The Chancellor will point to the Government’s resolution over the HS2 high speed rail revolution and the devolution of powers to local enterprise partnerships as evidence that the coalition is committed to narrowing the North-South divide.
However a word of warning is required. It will take at least two decades for HS2 to be built and the LEPs still have to scrap for any money made available by Whitehall. This process also means opportunities for match funding from the European Union can be lost.
As such, Mr Osborne needs to continue working morning, noon and night, the mantra of Lord Heseltine, and ensure that every decision maximises all opportunities to create new jobs and build on the slow economic progress which is now being made.
IT is understandable that Dewsbury residents feel aggrieved about the downgrading of NHS services in the town which will mean them travelling to Wakefield in future for treatment.
They are paying the price for the chronic financial difficulties that have enveloped Mid Yorkshire Hospitals NHS Trust, and which has resulted in a succession of managerial changes. Take Jules Preston MBE, the current Trust chairman. He is the fifth person to fill this role since the late Lord Lofthouse retired in November 2004.
Yet, while there will always be a turnover of staff amongst NHS managers, there does need to be some continuity – after all one of the primary roles of Trust members is to ensure that its local residents receive a standard of care that is in line with their expectations.
Of course, any loss of service will inevitably be accompanied by some resentment; it is the same in North Yorkshire where a consultation exercise will begin on September 2 into proposals to downgrade maternity services at Friarage Hospital, Northallerton, which have been opposed by Foreign Secretary William Hague amongst others.
That said, the impasse that so often accompanies painful decision in the NHS has remained for so long that there is every likelihood that services, such as those in Dewsbury, will be transferred to larger hospitals where more specialist care can be provided.

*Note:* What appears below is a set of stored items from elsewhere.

//! # LogWriter — simple event printer
//!
//! A minimal subscriber that prints incoming [`Event`]s to stdout.
//!
//! ## Example output
//! ```text
//! [taskset-starting] tasks=3
//! [starting] task="fetch" slot=0
//! [panicked] task="parse" slot=1 err="index out of bounds: the len is 0 but the index is 0"
//! [completed] task="fetch" slot=0
//! [taskset-completed] tasks=3 failed=1
//! ```

use async_trait::async_trait;

use crate::events::{Event, EventKind};
use crate::subscribers::Subscribe;

/// Event writer subscriber.
#[derive(Default)]
pub struct LogWriter;

impl LogWriter {
    /// Construct a new [`LogWriter`].
    #[must_use]
    pub fn new() -> Self {
        Self
    }
}

#[async_trait]
impl Subscribe for LogWriter {
    async fn on_event(&self, e: &Event) {
        let task = e.task.as_deref().unwrap_or("-");
        match e.kind {
            EventKind::TaskStarting => {
                println!("[starting] task={task:?} slot={:?}", e.slot);
            }
            EventKind::TaskCompleted => {
                println!("[completed] task={task:?} slot={:?}", e.slot);
            }
            EventKind::TaskFailed => {
                println!(
                    "[failed] task={task:?} slot={:?} err={:?}",
                    e.slot, e.reason
                );
            }
            EventKind::TaskPanicked => {
                println!(
                    "[panicked] task={task:?} slot={:?} err={:?}",
                    e.slot, e.reason
                );
            }
            EventKind::TasksetStarting => {
                println!("[taskset-starting] tasks={:?}", e.tasks);
            }
            EventKind::TasksetCompleted => {
                println!(
                    "[taskset-completed] tasks={:?} failed={:?}",
                    e.tasks, e.failed
                );
            }
            EventKind::SubscriberOverflow => {
                println!("[subscriber-overflow] subscriber={task} reason={:?}", e.reason);
            }
            EventKind::SubscriberPanicked => {
                println!(
                    "[subscriber-panicked] subscriber={task} info={}",
                    e.reason.as_deref().unwrap_or("unknown"),
                );
            }
        }
    }

    fn name(&self) -> &'static str {
        "LogWriter"
    }
}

If this is so, it is even more essential that health chiefs – both locally and nationally – tell patients how they might benefit from the amalgamation of services. For too long, the needs of NHS users have played second fiddle to the whims of managers who have not remained in post long enough to be held to account for their decision-making – or inaction.
THE poignancy was palpable yesterday as the Duke of York, the Yorkshire Regiment’s colonel-in-chief, oversaw a ceremonial Exchange of Colours parade as part of the Government’s reorganisation of the Army.
Inevitably, it was a day of reflection for those who believe that the Ministry of Defence stands guilty of riding roughshod over centuries of tradition as it attempts to remodel the Armed Forces following the Iraq and Afghanistan missions, as well as the continuing need to control its operational costs.
However, it is testament to the enduring professionalism and bravery of the Yorkshire Regiment that its soldiers will continue to serve Queen and country with the utmost distinction.
As demonstrated by the warmth of the public’s acclaim whenever the Yorkshire Regiment takes part in parades around the region, its troops will always be infinitely more popular than their political masters at the Ministry of Defence bunker, who never appear to understand – or grasp – the significance of the lifelong bonds which are forged when individual battalions go to war.